Figure 3. Macrophage-derived HGF activates MET signaling in metastatic cancer cells.

(A) Phospho-GAB1 relative to β-actin in parental and HML2 cells stimulated with normal medium or BMM-conditioned medium (BMM-CM) for 4 hours with MET inhibitor crizotinib (Crz) or vehicle (n=5). *P<0.05 versus parental; ^§P<0.05 versus normal; ^#P<0.01 versus vehicle, Student’s t test. (B) Average number of invading cells in E0771-HML2 spheroids cultured with normal medium or BMM-CM for 48 hours in the presence of Crizotinib, vehicle, blocking antibody to MET (αMet), or control IgG (n=9). *P<0.01 versus normal; ^#P<0.01 versus vehicle/IgG controls, Student’s t test. (C) Number of extravasated E0771-HML2 cells in vitro.
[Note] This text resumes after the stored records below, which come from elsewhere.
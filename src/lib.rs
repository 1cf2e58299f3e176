//! pairsort - Interactive pairwise sorting
//!
//! Builds a total order over a list of items by asking "which of these two
//! comes first?" and skipping every question whose answer already follows
//! from earlier ones.

pub mod domain;
pub mod storage;
pub mod cli;

pub use domain::{Choice, Item, OrderEngine, Pair, Query};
Cancer cells were cultured for 36 hours in the presence or absence of BMMs with or without HGF and crizotinib (n=6). *P<0.01 versus PBS:BMM^–; ^#P<0.01 versus HGF, Student’s t test. (D) Relative Hgf mRNA expression in BMMs, E0771-HML2, and 3B11 endothelial cells (n=6). *P<0.01 versus BMMs, Student’s t test. (E,F) Expression of HGF and markers for macrophages (F4/80), neutrophils (Ly6G), T cells (CD3), or B cells (B220) in the lungs of animals with metastatic E0771 tumors (T), and macrophages in normal adjacent tissue (20x magnification). Dotted line indicates a border of metastatic foci (n=3). Scale bar: 100 μm; Square indicates enlarged area at 60x magnification.